## [Requirement]
Every line from the one with "x * x).sum::<f64>().sqrt())" to the end of the data needs to be copied exactly, and no line before it.

[Saved data entries]
┏━━
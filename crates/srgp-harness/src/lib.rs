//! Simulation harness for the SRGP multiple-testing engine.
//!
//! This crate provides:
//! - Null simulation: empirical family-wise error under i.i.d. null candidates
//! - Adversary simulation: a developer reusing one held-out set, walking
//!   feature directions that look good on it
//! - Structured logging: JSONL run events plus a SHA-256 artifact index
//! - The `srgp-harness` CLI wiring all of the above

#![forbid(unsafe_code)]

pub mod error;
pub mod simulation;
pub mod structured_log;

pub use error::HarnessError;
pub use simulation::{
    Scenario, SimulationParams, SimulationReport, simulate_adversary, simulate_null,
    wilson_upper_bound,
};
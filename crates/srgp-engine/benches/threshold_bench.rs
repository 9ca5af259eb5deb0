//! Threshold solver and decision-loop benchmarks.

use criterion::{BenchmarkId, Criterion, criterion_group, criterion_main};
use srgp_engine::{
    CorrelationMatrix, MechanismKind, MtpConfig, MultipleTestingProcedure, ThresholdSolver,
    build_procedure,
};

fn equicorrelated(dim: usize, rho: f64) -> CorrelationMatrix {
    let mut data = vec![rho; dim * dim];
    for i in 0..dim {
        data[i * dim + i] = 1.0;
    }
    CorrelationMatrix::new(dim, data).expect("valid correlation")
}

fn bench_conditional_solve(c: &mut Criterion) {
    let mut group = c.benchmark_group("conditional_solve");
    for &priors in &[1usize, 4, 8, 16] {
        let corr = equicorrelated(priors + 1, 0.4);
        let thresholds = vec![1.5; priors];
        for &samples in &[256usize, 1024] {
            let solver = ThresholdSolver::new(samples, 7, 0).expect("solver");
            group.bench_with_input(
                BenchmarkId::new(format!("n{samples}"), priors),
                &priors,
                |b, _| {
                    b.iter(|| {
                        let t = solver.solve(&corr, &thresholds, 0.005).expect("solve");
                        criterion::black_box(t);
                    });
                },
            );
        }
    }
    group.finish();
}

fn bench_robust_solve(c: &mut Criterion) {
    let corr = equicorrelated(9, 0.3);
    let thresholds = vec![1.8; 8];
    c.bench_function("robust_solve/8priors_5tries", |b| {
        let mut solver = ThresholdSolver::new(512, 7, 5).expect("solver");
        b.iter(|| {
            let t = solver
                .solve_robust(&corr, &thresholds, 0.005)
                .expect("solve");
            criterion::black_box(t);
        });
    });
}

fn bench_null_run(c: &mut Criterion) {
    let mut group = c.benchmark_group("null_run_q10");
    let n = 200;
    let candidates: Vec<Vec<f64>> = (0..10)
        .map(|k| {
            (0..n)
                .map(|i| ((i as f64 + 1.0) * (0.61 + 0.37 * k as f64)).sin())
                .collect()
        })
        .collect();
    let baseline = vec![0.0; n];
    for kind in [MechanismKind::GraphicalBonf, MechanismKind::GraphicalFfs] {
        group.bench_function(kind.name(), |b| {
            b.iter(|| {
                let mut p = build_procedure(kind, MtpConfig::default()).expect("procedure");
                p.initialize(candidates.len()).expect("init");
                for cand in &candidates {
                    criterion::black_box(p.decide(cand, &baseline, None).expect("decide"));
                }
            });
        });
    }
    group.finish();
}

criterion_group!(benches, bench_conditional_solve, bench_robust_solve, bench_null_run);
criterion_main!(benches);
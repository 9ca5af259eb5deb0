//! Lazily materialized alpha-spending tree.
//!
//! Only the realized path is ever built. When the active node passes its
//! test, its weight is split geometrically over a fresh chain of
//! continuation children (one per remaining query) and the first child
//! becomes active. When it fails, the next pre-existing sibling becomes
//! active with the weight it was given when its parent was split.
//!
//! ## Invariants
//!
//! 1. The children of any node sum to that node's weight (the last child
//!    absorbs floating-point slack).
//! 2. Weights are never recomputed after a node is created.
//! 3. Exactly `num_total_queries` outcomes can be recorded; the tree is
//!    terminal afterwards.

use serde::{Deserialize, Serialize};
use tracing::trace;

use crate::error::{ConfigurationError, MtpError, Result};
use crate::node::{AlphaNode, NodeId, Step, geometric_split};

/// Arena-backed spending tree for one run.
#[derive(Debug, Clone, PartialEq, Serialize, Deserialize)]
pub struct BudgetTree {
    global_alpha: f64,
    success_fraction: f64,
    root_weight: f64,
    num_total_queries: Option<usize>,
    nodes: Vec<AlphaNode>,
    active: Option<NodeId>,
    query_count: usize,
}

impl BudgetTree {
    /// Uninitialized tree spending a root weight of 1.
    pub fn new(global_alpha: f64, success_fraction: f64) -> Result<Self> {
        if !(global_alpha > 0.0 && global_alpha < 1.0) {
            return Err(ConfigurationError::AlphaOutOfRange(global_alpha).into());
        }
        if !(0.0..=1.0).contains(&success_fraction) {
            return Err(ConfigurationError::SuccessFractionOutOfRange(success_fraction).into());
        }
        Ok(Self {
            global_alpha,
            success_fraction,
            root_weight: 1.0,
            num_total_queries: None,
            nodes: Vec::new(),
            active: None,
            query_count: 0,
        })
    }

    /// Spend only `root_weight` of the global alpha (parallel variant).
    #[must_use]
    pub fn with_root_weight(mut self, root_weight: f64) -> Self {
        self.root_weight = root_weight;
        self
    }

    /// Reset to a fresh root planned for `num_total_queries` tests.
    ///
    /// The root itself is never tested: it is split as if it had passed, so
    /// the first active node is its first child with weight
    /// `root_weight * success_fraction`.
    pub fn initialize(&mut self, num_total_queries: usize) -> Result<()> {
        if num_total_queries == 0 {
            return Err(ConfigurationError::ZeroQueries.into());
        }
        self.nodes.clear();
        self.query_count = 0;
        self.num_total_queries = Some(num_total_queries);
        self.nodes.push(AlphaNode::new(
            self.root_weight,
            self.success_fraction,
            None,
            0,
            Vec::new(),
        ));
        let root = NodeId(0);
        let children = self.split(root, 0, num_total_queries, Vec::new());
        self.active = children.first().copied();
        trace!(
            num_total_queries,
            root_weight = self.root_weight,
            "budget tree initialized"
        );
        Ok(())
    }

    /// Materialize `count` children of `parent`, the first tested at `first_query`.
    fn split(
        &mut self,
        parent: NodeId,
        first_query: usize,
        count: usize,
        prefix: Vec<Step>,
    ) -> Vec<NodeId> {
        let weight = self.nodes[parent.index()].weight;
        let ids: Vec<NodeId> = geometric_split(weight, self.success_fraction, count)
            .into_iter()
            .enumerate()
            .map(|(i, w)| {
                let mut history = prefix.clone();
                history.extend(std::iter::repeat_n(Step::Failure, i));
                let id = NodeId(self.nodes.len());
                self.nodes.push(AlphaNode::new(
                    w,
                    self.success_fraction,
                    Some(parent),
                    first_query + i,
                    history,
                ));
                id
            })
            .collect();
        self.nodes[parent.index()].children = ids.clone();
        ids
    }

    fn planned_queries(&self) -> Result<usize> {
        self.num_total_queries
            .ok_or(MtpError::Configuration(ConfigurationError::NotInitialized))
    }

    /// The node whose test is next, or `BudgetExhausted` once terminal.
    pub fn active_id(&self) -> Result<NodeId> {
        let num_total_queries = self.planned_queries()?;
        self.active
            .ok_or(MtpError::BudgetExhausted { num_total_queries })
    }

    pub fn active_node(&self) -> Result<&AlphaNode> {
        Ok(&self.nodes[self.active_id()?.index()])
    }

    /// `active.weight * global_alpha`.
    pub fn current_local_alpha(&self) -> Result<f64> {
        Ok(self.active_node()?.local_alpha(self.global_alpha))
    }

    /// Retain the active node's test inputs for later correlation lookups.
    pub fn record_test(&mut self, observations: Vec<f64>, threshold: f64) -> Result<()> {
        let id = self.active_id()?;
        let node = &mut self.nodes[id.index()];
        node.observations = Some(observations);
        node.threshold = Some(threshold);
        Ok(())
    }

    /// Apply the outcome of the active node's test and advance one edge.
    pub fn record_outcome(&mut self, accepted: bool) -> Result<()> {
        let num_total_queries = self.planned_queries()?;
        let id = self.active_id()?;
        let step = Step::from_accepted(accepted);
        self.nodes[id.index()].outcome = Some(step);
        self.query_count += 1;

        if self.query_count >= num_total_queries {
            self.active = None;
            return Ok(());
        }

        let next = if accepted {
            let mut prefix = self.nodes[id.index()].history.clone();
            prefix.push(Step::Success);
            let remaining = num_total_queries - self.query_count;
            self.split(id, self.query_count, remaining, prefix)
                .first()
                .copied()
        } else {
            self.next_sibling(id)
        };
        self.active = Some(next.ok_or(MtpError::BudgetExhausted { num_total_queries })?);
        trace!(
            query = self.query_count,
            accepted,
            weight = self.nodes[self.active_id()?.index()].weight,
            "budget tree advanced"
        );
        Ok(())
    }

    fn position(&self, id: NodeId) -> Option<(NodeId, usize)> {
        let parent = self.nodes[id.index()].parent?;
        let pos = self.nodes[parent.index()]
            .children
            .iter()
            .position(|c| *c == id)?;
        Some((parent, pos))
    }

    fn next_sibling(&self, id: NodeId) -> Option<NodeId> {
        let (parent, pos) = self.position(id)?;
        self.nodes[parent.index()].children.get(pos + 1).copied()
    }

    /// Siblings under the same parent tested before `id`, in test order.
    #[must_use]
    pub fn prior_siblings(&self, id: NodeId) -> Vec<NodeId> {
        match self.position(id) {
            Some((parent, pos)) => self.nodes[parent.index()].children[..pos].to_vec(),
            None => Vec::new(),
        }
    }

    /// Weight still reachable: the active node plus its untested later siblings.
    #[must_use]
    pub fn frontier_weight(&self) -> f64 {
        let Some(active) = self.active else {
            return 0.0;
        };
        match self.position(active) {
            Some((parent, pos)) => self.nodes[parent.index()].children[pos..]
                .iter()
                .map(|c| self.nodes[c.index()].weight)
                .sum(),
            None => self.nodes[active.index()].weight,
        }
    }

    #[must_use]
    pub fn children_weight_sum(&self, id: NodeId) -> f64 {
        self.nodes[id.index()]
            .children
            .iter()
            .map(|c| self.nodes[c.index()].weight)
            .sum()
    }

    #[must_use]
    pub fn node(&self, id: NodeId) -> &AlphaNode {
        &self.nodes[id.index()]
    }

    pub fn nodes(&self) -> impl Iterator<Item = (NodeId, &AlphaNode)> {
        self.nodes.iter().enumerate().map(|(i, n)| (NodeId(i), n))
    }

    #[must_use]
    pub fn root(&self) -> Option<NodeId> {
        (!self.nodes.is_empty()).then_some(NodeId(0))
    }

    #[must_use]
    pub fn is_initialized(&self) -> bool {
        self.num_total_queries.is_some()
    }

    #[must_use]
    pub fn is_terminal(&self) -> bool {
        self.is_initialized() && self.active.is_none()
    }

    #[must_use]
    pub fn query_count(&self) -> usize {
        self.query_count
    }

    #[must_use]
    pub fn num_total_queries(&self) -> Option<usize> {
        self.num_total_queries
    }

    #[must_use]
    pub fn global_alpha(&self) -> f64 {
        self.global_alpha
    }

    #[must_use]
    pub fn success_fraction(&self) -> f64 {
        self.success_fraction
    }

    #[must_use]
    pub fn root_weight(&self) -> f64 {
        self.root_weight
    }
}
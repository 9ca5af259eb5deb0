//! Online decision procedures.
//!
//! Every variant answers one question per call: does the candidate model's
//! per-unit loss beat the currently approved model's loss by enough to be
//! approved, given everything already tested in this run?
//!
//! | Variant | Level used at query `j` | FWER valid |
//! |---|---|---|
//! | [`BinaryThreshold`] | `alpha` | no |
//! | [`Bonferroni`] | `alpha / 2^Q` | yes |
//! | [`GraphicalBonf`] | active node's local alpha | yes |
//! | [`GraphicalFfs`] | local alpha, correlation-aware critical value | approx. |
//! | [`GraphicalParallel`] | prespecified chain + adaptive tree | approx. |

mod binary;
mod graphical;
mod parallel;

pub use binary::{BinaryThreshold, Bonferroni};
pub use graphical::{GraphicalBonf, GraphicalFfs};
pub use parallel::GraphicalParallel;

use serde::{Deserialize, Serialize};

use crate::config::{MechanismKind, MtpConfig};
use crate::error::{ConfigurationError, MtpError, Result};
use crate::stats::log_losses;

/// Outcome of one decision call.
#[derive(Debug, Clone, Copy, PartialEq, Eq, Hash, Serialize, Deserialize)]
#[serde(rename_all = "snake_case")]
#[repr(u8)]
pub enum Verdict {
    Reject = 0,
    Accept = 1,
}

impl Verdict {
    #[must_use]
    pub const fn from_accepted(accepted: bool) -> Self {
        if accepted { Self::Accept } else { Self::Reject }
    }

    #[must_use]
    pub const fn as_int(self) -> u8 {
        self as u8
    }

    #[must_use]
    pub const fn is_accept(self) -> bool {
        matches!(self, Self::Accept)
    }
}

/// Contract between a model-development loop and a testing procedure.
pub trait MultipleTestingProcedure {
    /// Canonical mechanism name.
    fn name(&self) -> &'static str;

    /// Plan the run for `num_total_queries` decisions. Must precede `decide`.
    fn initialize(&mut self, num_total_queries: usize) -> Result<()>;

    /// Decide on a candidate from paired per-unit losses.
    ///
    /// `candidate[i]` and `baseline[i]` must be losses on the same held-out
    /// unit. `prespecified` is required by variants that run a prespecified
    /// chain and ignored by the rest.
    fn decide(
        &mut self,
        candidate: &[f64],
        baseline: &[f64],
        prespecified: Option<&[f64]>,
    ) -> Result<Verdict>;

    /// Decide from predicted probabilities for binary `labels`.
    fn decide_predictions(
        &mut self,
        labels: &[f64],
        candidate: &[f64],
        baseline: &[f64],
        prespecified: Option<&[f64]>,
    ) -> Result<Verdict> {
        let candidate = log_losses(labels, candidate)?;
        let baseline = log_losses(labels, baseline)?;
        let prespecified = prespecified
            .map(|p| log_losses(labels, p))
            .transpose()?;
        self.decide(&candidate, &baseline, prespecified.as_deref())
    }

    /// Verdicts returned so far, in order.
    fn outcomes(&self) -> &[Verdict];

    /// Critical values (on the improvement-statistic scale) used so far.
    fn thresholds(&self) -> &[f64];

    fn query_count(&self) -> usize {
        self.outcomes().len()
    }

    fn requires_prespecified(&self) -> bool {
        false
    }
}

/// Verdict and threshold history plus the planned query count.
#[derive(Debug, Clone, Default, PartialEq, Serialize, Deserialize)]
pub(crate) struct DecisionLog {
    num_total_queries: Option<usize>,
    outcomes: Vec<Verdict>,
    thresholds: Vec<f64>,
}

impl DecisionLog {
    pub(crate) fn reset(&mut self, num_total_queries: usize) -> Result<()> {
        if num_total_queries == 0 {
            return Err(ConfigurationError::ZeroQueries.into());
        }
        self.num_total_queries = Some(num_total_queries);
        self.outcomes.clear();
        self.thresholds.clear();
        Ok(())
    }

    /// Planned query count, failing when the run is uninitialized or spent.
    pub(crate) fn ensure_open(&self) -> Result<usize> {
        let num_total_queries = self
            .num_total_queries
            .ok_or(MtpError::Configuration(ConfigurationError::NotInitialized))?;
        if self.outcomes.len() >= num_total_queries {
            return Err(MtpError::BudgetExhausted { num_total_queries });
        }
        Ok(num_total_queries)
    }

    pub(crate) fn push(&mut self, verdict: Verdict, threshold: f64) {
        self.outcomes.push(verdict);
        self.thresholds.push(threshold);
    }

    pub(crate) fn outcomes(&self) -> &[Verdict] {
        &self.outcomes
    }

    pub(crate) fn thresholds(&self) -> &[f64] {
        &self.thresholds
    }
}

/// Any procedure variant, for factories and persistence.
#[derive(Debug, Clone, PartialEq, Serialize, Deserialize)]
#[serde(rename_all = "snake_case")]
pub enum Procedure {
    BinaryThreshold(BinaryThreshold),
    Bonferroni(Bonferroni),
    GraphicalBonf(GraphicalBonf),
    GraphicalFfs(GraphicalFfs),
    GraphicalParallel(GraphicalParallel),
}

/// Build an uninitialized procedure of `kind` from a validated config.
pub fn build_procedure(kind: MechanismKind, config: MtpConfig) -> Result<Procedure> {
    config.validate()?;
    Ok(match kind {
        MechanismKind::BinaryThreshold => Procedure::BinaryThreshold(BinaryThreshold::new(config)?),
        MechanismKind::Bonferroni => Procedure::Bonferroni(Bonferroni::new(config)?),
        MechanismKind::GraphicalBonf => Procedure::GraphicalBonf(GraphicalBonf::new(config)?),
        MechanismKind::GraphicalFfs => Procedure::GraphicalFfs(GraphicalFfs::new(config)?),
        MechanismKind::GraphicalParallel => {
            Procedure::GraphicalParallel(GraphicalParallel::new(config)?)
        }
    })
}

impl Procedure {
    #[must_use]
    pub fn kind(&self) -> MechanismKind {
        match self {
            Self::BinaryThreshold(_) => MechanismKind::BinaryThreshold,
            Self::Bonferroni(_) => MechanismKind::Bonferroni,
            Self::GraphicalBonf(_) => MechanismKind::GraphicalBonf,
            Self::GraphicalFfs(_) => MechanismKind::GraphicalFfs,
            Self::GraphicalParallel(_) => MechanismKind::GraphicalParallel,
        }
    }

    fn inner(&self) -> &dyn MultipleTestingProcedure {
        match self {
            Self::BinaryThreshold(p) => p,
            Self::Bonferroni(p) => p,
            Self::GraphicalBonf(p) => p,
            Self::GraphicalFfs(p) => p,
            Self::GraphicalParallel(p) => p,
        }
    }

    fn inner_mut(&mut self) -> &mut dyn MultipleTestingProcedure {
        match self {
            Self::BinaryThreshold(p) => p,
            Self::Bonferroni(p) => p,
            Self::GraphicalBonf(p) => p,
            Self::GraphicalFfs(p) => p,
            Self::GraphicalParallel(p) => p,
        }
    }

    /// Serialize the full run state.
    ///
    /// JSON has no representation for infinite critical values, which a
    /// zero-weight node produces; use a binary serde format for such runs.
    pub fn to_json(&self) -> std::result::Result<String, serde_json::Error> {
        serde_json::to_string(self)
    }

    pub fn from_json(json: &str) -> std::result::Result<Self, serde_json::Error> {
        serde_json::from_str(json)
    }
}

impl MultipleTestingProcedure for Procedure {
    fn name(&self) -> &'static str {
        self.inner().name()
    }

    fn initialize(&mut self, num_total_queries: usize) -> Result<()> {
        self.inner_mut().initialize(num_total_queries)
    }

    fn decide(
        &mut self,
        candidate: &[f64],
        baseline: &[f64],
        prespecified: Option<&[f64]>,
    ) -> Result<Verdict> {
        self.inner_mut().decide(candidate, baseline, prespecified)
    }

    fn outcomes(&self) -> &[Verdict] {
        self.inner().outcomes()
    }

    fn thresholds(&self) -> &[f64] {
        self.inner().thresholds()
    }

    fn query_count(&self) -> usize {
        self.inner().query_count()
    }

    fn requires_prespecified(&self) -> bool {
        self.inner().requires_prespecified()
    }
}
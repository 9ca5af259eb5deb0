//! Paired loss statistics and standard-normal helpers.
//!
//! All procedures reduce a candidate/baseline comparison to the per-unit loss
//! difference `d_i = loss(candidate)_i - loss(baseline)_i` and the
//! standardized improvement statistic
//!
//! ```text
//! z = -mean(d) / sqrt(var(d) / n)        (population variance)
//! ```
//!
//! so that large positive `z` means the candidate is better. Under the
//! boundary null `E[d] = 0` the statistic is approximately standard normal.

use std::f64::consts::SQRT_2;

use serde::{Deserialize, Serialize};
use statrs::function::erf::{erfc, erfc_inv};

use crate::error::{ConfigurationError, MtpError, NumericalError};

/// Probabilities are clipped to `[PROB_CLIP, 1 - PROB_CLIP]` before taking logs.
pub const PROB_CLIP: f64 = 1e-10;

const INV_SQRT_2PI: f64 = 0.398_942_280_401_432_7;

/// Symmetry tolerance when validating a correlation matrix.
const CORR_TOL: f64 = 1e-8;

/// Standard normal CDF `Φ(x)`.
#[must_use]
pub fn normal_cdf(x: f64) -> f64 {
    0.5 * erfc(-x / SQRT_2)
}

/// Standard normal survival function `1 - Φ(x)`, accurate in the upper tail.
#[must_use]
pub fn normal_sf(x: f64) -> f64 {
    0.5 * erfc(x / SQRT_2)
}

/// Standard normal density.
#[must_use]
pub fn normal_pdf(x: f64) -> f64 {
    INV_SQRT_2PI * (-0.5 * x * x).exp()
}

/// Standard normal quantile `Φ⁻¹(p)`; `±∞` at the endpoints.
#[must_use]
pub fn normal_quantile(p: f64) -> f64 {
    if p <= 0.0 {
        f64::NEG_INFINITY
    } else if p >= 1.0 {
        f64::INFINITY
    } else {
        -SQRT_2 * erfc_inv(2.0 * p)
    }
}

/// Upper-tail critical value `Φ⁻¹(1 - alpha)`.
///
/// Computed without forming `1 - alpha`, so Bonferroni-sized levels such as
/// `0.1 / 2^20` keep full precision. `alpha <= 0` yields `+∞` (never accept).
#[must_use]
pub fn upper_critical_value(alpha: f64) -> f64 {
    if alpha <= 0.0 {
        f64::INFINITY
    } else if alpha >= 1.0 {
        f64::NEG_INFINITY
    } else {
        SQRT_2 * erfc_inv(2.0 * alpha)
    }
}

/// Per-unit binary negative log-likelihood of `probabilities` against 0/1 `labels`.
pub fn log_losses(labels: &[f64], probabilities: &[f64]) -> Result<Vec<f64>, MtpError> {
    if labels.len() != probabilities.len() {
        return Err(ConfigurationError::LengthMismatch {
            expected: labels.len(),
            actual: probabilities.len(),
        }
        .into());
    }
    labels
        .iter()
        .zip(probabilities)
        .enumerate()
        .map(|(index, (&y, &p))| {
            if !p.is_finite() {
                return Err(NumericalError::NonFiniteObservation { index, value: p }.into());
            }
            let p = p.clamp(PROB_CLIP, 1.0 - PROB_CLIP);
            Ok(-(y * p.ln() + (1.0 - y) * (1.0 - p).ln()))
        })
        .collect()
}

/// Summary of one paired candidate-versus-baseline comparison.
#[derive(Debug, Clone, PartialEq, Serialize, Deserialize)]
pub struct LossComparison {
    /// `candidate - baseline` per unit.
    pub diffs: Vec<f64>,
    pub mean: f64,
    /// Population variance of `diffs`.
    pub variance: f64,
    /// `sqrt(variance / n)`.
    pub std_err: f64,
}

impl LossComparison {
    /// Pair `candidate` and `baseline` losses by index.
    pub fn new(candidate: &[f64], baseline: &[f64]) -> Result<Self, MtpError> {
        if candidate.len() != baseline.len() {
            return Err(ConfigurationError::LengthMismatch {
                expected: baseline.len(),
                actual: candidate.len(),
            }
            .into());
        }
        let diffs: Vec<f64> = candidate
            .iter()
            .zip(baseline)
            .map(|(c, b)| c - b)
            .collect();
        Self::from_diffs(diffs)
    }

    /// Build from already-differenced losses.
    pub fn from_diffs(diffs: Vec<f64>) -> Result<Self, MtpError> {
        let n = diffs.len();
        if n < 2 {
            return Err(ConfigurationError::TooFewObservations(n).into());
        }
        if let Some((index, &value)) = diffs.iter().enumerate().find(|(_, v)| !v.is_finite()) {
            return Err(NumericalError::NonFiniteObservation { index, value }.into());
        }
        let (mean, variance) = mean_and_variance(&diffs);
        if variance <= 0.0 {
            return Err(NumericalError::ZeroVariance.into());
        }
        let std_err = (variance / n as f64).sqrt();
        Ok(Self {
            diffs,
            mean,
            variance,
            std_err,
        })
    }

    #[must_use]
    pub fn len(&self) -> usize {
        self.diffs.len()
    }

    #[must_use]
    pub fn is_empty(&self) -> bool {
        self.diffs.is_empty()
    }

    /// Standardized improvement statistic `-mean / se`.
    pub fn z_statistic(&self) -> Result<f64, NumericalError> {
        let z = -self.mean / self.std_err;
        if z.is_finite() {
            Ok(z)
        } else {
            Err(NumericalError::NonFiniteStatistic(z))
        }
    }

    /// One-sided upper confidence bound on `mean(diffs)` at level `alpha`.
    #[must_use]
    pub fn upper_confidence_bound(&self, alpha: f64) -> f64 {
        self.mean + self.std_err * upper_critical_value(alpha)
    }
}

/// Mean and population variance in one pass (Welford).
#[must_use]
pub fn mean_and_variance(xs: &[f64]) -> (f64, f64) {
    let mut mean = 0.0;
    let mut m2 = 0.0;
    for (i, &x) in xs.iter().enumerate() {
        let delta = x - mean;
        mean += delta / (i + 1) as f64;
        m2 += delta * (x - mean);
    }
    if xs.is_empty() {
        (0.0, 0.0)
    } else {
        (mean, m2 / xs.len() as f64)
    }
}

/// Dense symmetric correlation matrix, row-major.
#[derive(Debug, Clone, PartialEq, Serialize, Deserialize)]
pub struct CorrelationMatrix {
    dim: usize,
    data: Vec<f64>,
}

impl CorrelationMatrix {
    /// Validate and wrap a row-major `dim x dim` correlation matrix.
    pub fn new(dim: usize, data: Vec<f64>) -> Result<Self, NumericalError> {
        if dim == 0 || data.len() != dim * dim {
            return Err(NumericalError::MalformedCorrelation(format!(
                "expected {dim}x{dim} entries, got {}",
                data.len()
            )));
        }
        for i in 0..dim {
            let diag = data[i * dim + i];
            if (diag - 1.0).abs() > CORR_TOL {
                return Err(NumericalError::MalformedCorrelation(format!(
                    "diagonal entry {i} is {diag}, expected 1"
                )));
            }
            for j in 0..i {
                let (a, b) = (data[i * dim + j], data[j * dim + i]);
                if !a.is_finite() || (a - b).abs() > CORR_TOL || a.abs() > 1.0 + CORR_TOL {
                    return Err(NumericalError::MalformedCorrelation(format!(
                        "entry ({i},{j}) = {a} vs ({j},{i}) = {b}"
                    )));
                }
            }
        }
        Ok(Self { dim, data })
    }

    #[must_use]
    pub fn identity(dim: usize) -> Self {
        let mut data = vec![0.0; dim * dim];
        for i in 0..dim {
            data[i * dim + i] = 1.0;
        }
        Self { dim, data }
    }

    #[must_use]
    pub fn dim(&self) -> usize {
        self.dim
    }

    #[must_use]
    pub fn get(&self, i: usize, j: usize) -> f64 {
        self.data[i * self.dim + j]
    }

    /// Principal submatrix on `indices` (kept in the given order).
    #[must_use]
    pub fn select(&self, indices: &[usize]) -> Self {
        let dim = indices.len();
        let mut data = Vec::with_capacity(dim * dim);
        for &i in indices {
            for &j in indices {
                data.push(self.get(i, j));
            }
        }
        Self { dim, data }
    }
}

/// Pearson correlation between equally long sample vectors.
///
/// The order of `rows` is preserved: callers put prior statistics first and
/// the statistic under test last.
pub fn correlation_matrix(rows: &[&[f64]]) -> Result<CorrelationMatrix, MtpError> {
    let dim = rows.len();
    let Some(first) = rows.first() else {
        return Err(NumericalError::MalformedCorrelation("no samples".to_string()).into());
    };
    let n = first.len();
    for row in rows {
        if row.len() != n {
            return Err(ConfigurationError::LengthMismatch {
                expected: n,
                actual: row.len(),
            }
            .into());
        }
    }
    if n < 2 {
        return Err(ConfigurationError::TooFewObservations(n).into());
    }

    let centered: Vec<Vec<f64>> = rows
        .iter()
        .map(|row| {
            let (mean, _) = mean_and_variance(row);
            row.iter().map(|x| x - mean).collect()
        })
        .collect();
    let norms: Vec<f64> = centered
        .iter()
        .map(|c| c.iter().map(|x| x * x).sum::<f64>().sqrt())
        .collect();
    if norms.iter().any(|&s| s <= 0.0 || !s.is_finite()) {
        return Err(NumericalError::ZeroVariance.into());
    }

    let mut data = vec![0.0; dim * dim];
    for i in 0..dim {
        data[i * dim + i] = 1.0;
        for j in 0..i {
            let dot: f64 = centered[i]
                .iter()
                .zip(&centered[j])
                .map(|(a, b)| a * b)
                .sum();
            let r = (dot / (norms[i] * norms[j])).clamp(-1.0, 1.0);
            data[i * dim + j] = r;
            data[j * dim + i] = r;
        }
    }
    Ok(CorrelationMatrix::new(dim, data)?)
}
┗━━
## [Reply to the exercise]
        .map(|c| c.iter().map(|x| x * x).sum::<f64>().sqrt())
        .collect();
    if norms.iter().any(|&s| s <= 0.0 || !s.is_finite()) {
        return Err(NumericalError::ZeroVariance.into());
    }

    let mut data = vec![0.0; dim * dim];
    for i in 0..dim {
        data[i * dim + i] = 1.0;
        for j in 0..i {
            let dot: f64 = centered[i]
                .iter()
                .zip(&centered[j])
                .map(|(a, b)| a * b)
                .sum();
            let r = (dot / (norms[i] * norms[j])).clamp(-1.0, 1.0);
            data[i * dim + j] = r;
            data[j * dim + i] = r;
        }
    }
    Ok(CorrelationMatrix::new(dim, data)?)
}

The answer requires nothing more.